FORT MILL, S.C. - A group of fifth graders from Fort Mill are taking their robotics team to the world stage.
The students hope their robot can win another competition, but more importantly change lives in the process.
The Gold Hill Elementary Hornets robotics team created a robot impressive enough to win competitions at the regional and state levels, qualifying for the World Championships.
It’s a project that required coding and engineering considerably passing the fifth grade level.
“To me, if I had to explain it in one word, it would be confusing,” fifth-grade student Logan Shope said.
Confusing and time consuming to program, but simple and quick to use. The Silent Helper turns text into voice.
“For instance, he could type anything he wanted in,” fifth-grade student and robotics team member Alayna Khoja said. “Hit the enter button on the keyboard, and it [the bluetooth speaker] would say what he typed in.”

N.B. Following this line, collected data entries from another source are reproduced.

//! Health check endpoint

use std::time::Instant;

use axum::{extract::State, http::StatusCode, response::IntoResponse};
use serde::Serialize;
use tracing::warn;

use crate::api::types::Json;

use super::state::AppState;

/// Liveness plus store reachability
#[derive(Debug, Serialize)]
#[serde(rename_all = "camelCase")]
pub struct HealthResponse {
    pub status: &'static str,
    pub message: &'static str,
    pub database: DatabaseStatus,
    pub version: &'static str,
    pub latency_ms: u64,
}

#[derive(Debug, Serialize, Clone, Copy, PartialEq, Eq)]
#[serde(rename_all = "lowercase")]
pub enum DatabaseStatus {
    Connected,
    Disconnected,
}

/// Always 200 while the process serves requests; a store outage only shows
/// in the `database` field
pub async fn health_check(State(state): State<AppState>) -> impl IntoResponse {
    let start = Instant::now();

    let reachable = tokio::try_join!(
        state.inquiry_service.ping(),
        state.project_service.ping()
    );

    let database = match reachable {
        Ok(_) => DatabaseStatus::Connected,
        Err(e) => {
            warn!(error = %e, "Health check could not reach the store");
            DatabaseStatus::Disconnected
        }
    };

    let response = HealthResponse {
        status: "ok",
        message: "Server is running",
        database,
        version: env!("CARGO_PKG_VERSION"),
        latency_ms: start.elapsed().as_millis() as u64,
    };

    (StatusCode::OK, Json(response))
}

#[cfg(test)]
mod tests {
    use super::*;

    #[test]
    fn test_response_shape() {
        let response = HealthResponse {
            status: "ok",
            message: "Server is running",
            database: DatabaseStatus::Disconnected,
            version: "0.1.0",
            latency_ms: 3,
        };

        let json = serde_json::to_value(&response).unwrap();
        assert_eq!(json["database"], "disconnected");
        assert_eq!(json["latencyMs"], 3);
        assert_eq!(json["status"], "ok");
    }
}
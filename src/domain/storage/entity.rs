//! Storage entity traits

use std::fmt::Debug;

use serde::{de::DeserializeOwned, Serialize};

/// Trait for types that can be used as storage keys
pub trait StorageKey: Clone + Debug + Send + Sync + Eq + std::hash::Hash {
    /// Returns the key as a string for backends that index by string
    fn as_str(&self) -> &str;
}

/// Trait for documents kept in a [`Storage`](super::Storage) collection
pub trait StorageEntity: Clone + Debug + Send + Sync + Serialize + DeserializeOwned {
    type Key: StorageKey;

    fn key(&self) -> &Self::Key;
}

#[cfg(test)]
pub(crate) mod fixtures {
    use serde::{Deserialize, Serialize};

    use super::{StorageEntity, StorageKey};

    #[derive(Debug, Clone, PartialEq, Eq, Hash, Serialize, Deserialize)]
    pub struct NoteKey(pub String);

    impl StorageKey for NoteKey {
        fn as_str(&self) -> &str {
            &self.0
        }
    }

    /// Minimal document used by the storage backend tests
    #[derive(Debug, Clone, PartialEq, Serialize, Deserialize)]
    pub struct Note {
        pub key: NoteKey,
        pub body: String,
    }

    impl Note {
        pub fn new(key: &str, body: &str) -> Self {
            Self {
                key: NoteKey(key.to_string()),
                body: body.to_string(),
            }
        }
    }

    impl StorageEntity for Note {
        type Key = NoteKey;

        fn key(&self) -> &Self::Key {
            &self.key
        }
    }
}

#[cfg(test)]
mod tests {
    use super::fixtures::{Note, NoteKey};
    use super::*;

    #[test]
    fn test_storage_key_as_str() {
        let key = NoteKey("note-1".to_string());
        assert_eq!(key.as_str(), "note-1");
    }

    #[test]
    fn test_storage_entity_key() {
        let note = Note::new("note-2", "hello");
        assert_eq!(note.key().as_str(), "note-2");
    }
}
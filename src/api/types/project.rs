//! Project representation returned to clients

use chrono::{DateTime, Utc};
use serde::{Deserialize, Serialize};

use crate::domain::{Category, Project};

use super::origin::RequestOrigin;

/// Project with an absolute `imageUrl`
#[derive(Debug, Clone, Serialize, Deserialize)]
#[serde(rename_all = "camelCase")]
pub struct ProjectResponse {
    #[serde(rename = "_id")]
    pub id: String,
    pub title: String,
    pub description: String,
    pub image_url: String,
    pub technologies: Vec<String>,
    #[serde(skip_serializing_if = "Option::is_none")]
    pub live_url: Option<String>,
    #[serde(skip_serializing_if = "Option::is_none")]
    pub github_url: Option<String>,
    pub category: Category,
    pub completion_date: DateTime<Utc>,
    pub featured: bool,
    pub created_at: DateTime<Utc>,
    pub updated_at: DateTime<Utc>,
}

impl ProjectResponse {
    pub fn from_domain(project: &Project, origin: &RequestOrigin) -> Self {
        Self {
            id: project.id().to_string(),
            title: project.title().to_string(),
            description: project.description().to_string(),
            image_url: origin.absolutize(project.image_url()),
            technologies: project.technologies().to_vec(),
            live_url: project.live_url().map(str::to_string),
            github_url: project.github_url().map(str::to_string),
            category: project.category(),
            completion_date: project.completion_date(),
            featured: project.is_featured(),
            created_at: project.created_at(),
            updated_at: project.updated_at(),
        }
    }
}
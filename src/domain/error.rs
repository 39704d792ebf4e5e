use serde::Serialize;
use thiserror::Error;

/// A single rejected input field
#[derive(Debug, Clone, PartialEq, Eq, Serialize)]
pub struct FieldError {
    pub field: String,
    pub message: String,
}

impl FieldError {
    pub fn new(field: impl Into<String>, message: impl Into<String>) -> Self {
        Self {
            field: field.into(),
            message: message.into(),
        }
    }
}

/// Core domain errors
#[derive(Debug, Error)]
pub enum DomainError {
    #[error("Not found: {message}")]
    NotFound { message: String },

    #[error("Validation error: {message}")]
    Validation { message: String },

    #[error("Validation error: {message} ({} field errors)", .errors.len())]
    InvalidFields {
        message: String,
        errors: Vec<FieldError>,
    },

    #[error("Invalid ID format: {message}")]
    InvalidId { message: String },

    #[error("Credential error: {message}")]
    Credential { message: String },

    #[error("Conflict: {message}")]
    Conflict { message: String },

    #[error("Internal error: {message}")]
    Internal { message: String },

    #[error("Storage error: {message}")]
    Storage { message: String },

    #[error("Upload error: {message}")]
    Upload { message: String },
}

impl DomainError {
    pub fn not_found(message: impl Into<String>) -> Self {
        Self::NotFound {
            message: message.into(),
        }
    }

    pub fn conflict(message: impl Into<String>) -> Self {
        Self::Conflict {
            message: message.into(),
        }
    }

    pub fn validation(message: impl Into<String>) -> Self {
        Self::Validation {
            message: message.into(),
        }
    }

    pub fn invalid_fields(message: impl Into<String>, errors: Vec<FieldError>) -> Self {
        Self::InvalidFields {
            message: message.into(),
            errors,
        }
    }

    pub fn invalid_id(message: impl Into<String>) -> Self {
        Self::InvalidId {
            message: message.into(),
        }
    }

    pub fn credential(message: impl Into<String>) -> Self {
        Self::Credential {
            message: message.into(),
        }
    }

    pub fn internal(message: impl Into<String>) -> Self {
        Self::Internal {
            message: message.into(),
        }
    }

    pub fn storage(message: impl Into<String>) -> Self {
        Self::Storage {
            message: message.into(),
        }
    }

    pub fn upload(message: impl Into<String>) -> Self {
        Self::Upload {
            message: message.into(),
        }
    }
}
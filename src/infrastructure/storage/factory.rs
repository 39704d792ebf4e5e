//! Storage factory for runtime backend selection

use std::sync::Arc;

use sqlx::postgres::PgPool;

use crate::config::StorageSettings;
use crate::domain::storage::{Storage, StorageEntity};
use crate::domain::DomainError;

use super::in_memory::InMemoryStorage;
use super::postgres::{connect_pool, PostgresConfig, PostgresStorage};

/// Table holding inquiry documents
pub const INQUIRIES_TABLE: &str = "inquiries";

/// Table holding project documents
pub const PROJECTS_TABLE: &str = "projects";

/// Supported storage types
#[derive(Debug, Clone, PartialEq, Eq)]
pub enum StorageType {
    InMemory,
    Postgres,
}

impl StorageType {
    pub fn from_str(s: &str) -> Option<Self> {
        match s.to_lowercase().as_str() {
            "memory" | "inmemory" | "in-memory" | "in_memory" => Some(Self::InMemory),
            "postgres" | "postgresql" | "pg" => Some(Self::Postgres),
            _ => None,
        }
    }
}

/// Resolved storage configuration
#[derive(Debug, Clone)]
pub enum StorageConfig {
    InMemory,
    Postgres(PostgresConfig),
}

impl StorageConfig {
    /// Validates the backend name and the presence of a URL for postgres
    pub fn from_settings(settings: &StorageSettings) -> Result<Self, DomainError> {
        let storage_type = StorageType::from_str(&settings.backend).ok_or_else(|| {
            DomainError::internal(format!("Unknown storage backend '{}'", settings.backend))
        })?;

        match storage_type {
            StorageType::InMemory => Ok(Self::InMemory),
            StorageType::Postgres => {
                let url = settings.url.clone().ok_or_else(|| {
                    DomainError::internal("storage.url is required for the postgres backend")
                })?;

                Ok(Self::Postgres(
                    PostgresConfig::new(url).with_max_connections(settings.max_connections),
                ))
            }
        }
    }

    pub fn storage_type(&self) -> StorageType {
        match self {
            Self::InMemory => StorageType::InMemory,
            Self::Postgres(_) => StorageType::Postgres,
        }
    }
}

/// Backend handle able to open any number of collections
#[derive(Debug, Clone)]
pub enum StorageFactory {
    InMemory,
    Postgres(PgPool),
}

impl StorageFactory {
    /// Connects to the configured backend
    pub async fn connect(config: &StorageConfig) -> Result<Self, DomainError> {
        match config {
            StorageConfig::InMemory => Ok(Self::InMemory),
            StorageConfig::Postgres(pg_config) => Ok(Self::Postgres(connect_pool(pg_config).await?)),
        }
    }

    /// Opens one collection, creating its table when needed
    pub async fn collection<E>(&self, table_name: &str) -> Result<Arc<dyn Storage<E>>, DomainError>
    where
        E: StorageEntity + 'static,
    {
        match self {
            Self::InMemory => Ok(Arc::new(InMemoryStorage::<E>::new())),
            Self::Postgres(pool) => {
                let storage = PostgresStorage::<E>::new(pool.clone(), table_name);
                storage.ensure_table().await?;
                Ok(Arc::new(storage))
            }
        }
    }
}
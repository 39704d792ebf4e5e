//! In-memory storage implementation

use std::collections::HashMap;
use std::fmt::Debug;
use std::sync::RwLock;

use async_trait::async_trait;

use crate::domain::storage::{Storage, StorageEntity, StorageKey};
use crate::domain::DomainError;

/// Thread-safe in-memory storage. Data is lost when the process exits.
#[derive(Debug)]
pub struct InMemoryStorage<E>
where
    E: StorageEntity,
{
    entities: RwLock<HashMap<String, E>>,
}

impl<E> Default for InMemoryStorage<E>
where
    E: StorageEntity,
{
    fn default() -> Self {
        Self::new()
    }
}

impl<E> InMemoryStorage<E>
where
    E: StorageEntity,
{
    pub fn new() -> Self {
        Self {
            entities: RwLock::new(HashMap::new()),
        }
    }
}

fn lock_error(kind: &str, e: impl std::fmt::Display) -> DomainError {
    DomainError::storage(format!("Failed to acquire {} lock: {}", kind, e))
}

#[async_trait]
impl<E> Storage<E> for InMemoryStorage<E>
where
    E: StorageEntity + 'static,
{
    async fn get(&self, key: &E::Key) -> Result<Option<E>, DomainError> {
        let entities = self.entities.read().map_err(|e| lock_error("read", e))?;
        Ok(entities.get(key.as_str()).cloned())
    }

    async fn list(&self) -> Result<Vec<E>, DomainError> {
        let entities = self.entities.read().map_err(|e| lock_error("read", e))?;
        Ok(entities.values().cloned().collect())
    }

    async fn create(&self, entity: E) -> Result<E, DomainError> {
        let key = entity.key().as_str().to_string();
        let mut entities = self.entities.write().map_err(|e| lock_error("write", e))?;

        if entities.contains_key(&key) {
            return Err(DomainError::conflict(format!(
                "Entity with key '{}' already exists",
                key
            )));
        }

        entities.insert(key, entity.clone());
        Ok(entity)
    }

    async fn update(&self, entity: E) -> Result<E, DomainError> {
        let key = entity.key().as_str().to_string();
        let mut entities = self.entities.write().map_err(|e| lock_error("write", e))?;

        if !entities.contains_key(&key) {
            return Err(DomainError::not_found(format!(
                "Entity with key '{}' not found",
                key
            )));
        }

        entities.insert(key, entity.clone());
        Ok(entity)
    }

    async fn delete(&self, key: &E::Key) -> Result<bool, DomainError> {
        let mut entities = self.entities.write().map_err(|e| lock_error("write", e))?;
        Ok(entities.remove(key.as_str()).is_some())
    }

    async fn count(&self) -> Result<usize, DomainError> {
        let entities = self.entities.read().map_err(|e| lock_error("read", e))?;
        Ok(entities.len())
    }

    async fn exists(&self, key: &E::Key) -> Result<bool, DomainError> {
        let entities = self.entities.read().map_err(|e| lock_error("read", e))?;
        Ok(entities.contains_key(key.as_str()))
    }
}
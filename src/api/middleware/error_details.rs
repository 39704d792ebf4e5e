//! Exposes server error causes in development
//!
//! Installed only when the environment is `development`. A response carrying
//! an [`ErrorDetails`] extension gets the cause copied into the `details`
//! field of its JSON body.

use axum::{
    body::{to_bytes, Body},
    http::{header, Request},
    middleware::Next,
    response::Response,
};
use serde_json::Value;
use tracing::debug;

use crate::api::types::ErrorDetails;

/// Error bodies are small; anything larger is passed through untouched
const MAX_ERROR_BODY: usize = 64 * 1024;

pub async fn error_details_middleware(request: Request<Body>, next: Next) -> Response {
    let response = next.run(request).await;

    let Some(ErrorDetails(cause)) = response.extensions().get::<ErrorDetails>().cloned() else {
        return response;
    };

    let (mut parts, body) = response.into_parts();
    let bytes = match to_bytes(body, MAX_ERROR_BODY).await {
        Ok(bytes) => bytes,
        Err(e) => {
            debug!(error = %e, "Could not buffer error body");
            return Response::from_parts(parts, Body::empty());
        }
    };

    let Ok(mut json) = serde_json::from_slice::<Value>(&bytes) else {
        return Response::from_parts(parts, Body::from(bytes));
    };

    if let Some(object) = json.as_object_mut() {
        object.insert("details".to_string(), Value::String(cause));
    }

    let body = json.to_string();
    parts.headers.remove(header::CONTENT_LENGTH);
    Response::from_parts(parts, Body::from(body))
}
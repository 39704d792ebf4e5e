//! Multipart project form parsing
//!
//! Text parts fill [`ProjectFields`]; the `image` part is streamed into a
//! [`StagedImage`] while it is being received.

use axum::extract::Multipart;
use tracing::debug;

use crate::api::types::ApiError;
use crate::infrastructure::services::ProjectFields;
use crate::infrastructure::uploads::{ImageStore, StagedImage, UploadError};

/// Form field carrying the project image
pub const IMAGE_FIELD: &str = "image";

/// Parsed project form
#[derive(Debug, Default)]
pub struct ProjectForm {
    pub fields: ProjectFields,
    pub image: Option<StagedImage>,
}

impl ProjectForm {
    /// Reads every part. A staged image is dropped, and its temporary file
    /// removed, if any later part fails.
    pub async fn read(mut multipart: Multipart, images: &ImageStore) -> Result<Self, ApiError> {
        let max_bytes = images.max_file_size();
        let mut form = ProjectForm::default();

        while let Some(mut field) = multipart
            .next_field()
            .await
            .map_err(|e| ApiError::from_multipart(e, max_bytes))?
        {
            let name = field.name().unwrap_or_default().to_string();
            let file_name = field.file_name().map(str::to_string);

            if name != IMAGE_FIELD {
                if file_name.is_some() {
                    return Err(ApiError::bad_request(format!(
                        "Unexpected file in field '{}'",
                        name
                    ))
                    .with_param(name));
                }

                let value = field
                    .text()
                    .await
                    .map_err(|e| ApiError::from_multipart(e, max_bytes))?;

                if !form.fields.set(&name, value) {
                    debug!(field = %name, "Ignoring unknown project form field");
                }
                continue;
            }

            // browsers submit an empty file part when nothing was chosen
            if file_name.as_deref().is_none_or(str::is_empty) {
                continue;
            }

            if form.image.is_some() {
                return Err(UploadError::MultipleFiles.into());
            }

            let content_type = field.content_type().map(str::to_string);
            let mut staged = images
                .stage(file_name.as_deref(), content_type.as_deref())
                .await?;

            while let Some(chunk) = field
                .chunk()
                .await
                .map_err(|e| ApiError::from_multipart(e, max_bytes))?
            {
                staged.write_chunk(&chunk).await?;
            }

            debug!(size = staged.size(), "Received project image");
            form.image = Some(staged);
        }

        Ok(form)
    }
}
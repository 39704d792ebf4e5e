//! Custom JSON extractor that returns errors as JSON

use axum::{
    extract::{rejection::JsonRejection, FromRequest, Request},
    response::{IntoResponse, Response},
    Json as AxumJson,
};
use serde::de::DeserializeOwned;

use super::error::{ApiError, ApiErrorType};

/// Wrapper around `axum::Json` whose rejections use the API error body
#[derive(Debug, Clone, Copy, Default)]
pub struct Json<T>(pub T);

impl<T> Json<T> {
    pub fn into_inner(self) -> T {
        self.0
    }
}

impl<T> std::ops::Deref for Json<T> {
    type Target = T;

    fn deref(&self) -> &Self::Target {
        &self.0
    }
}

impl<S, T> FromRequest<S> for Json<T>
where
    T: DeserializeOwned,
    S: Send + Sync,
{
    type Rejection = ApiError;

    async fn from_request(req: Request, state: &S) -> Result<Self, Self::Rejection> {
        match AxumJson::<T>::from_request(req, state).await {
            Ok(AxumJson(value)) => Ok(Json(value)),
            Err(rejection) => Err(ApiError::new(
                rejection.status(),
                ApiErrorType::InvalidRequestError,
                format_rejection_message(&rejection),
            )),
        }
    }
}

fn format_rejection_message(rejection: &JsonRejection) -> String {
    match rejection {
        JsonRejection::JsonDataError(err) => format!("Invalid JSON data: {}", err.body_text()),
        JsonRejection::JsonSyntaxError(err) => {
            format!("Invalid JSON syntax: {}", err.body_text())
        }
        JsonRejection::MissingJsonContentType(_) => {
            "Missing Content-Type header. Expected 'application/json'.".to_string()
        }
        JsonRejection::BytesRejection(err) => {
            format!("Failed to read request body: {}", err.body_text())
        }
        _ => "Invalid JSON request".to_string(),
    }
}

impl<T> IntoResponse for Json<T>
where
    T: serde::Serialize,
{
    fn into_response(self) -> Response {
        AxumJson(self.0).into_response()
    }
}

#[cfg(test)]
mod tests {
    use super::*;
    use axum::body::Body;
    use axum::http::{header, StatusCode};
    use serde::Deserialize;

    #[derive(Debug, Deserialize)]
    struct Login {
        email: String,
    }

    fn request(content_type: Option<&str>, body: &'static str) -> Request {
        let mut builder = Request::builder().method("POST").uri("/");
        if let Some(content_type) = content_type {
            builder = builder.header(header::CONTENT_TYPE, content_type);
        }
        builder.body(Body::from(body)).unwrap()
    }

    #[tokio::test]
    async fn test_extracts_value() {
        let req = request(Some("application/json"), r#"{"email":"a@b.c"}"#);

        let Json(login) = Json::<Login>::from_request(req, &()).await.unwrap();
        assert_eq!(login.email, "a@b.c");
    }

    #[tokio::test]
    async fn test_syntax_error_is_api_error() {
        let req = request(Some("application/json"), "{not json");

        let err = Json::<Login>::from_request(req, &()).await.unwrap_err();
        assert_eq!(err.status, StatusCode::BAD_REQUEST);
        assert!(err.response.message.starts_with("Invalid JSON syntax"));
    }

    #[tokio::test]
    async fn test_missing_content_type() {
        let req = request(None, r#"{"email":"a@b.c"}"#);

        let err = Json::<Login>::from_request(req, &()).await.unwrap_err();
        assert_eq!(err.status, StatusCode::UNSUPPORTED_MEDIA_TYPE);
        assert_eq!(err.response.error_type, ApiErrorType::InvalidRequestError);
    }

    #[test]
    fn test_json_into_inner() {
        let json = Json(42);
        assert_eq!(json.into_inner(), 42);
    }
}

“The ‘he’ Khoja is referring to is a classmate with selective mutism. The Silent Helper was designed with a fellow student in mind.
“We wanted to help people with special needs, because as our team name says, we want to change the world,” Khoja said.
An impressive piece of engineering, but it’s the motivation behind the robot that stands out.
“I immediately though about helping people,” Shope said. “I mean, I just love to help people. I love to see smiles on other people’s faces.”
“It’s impressive to see that the recognized a need, and that they were able to figure out a solution to a problem that these students might have communicating,” Lead teacher Matt Rohring said.
The Gold Hill Hornets robotics team will introduce the Silent Helper at the World Championships in Louisville, Ky. beginning on Sunday.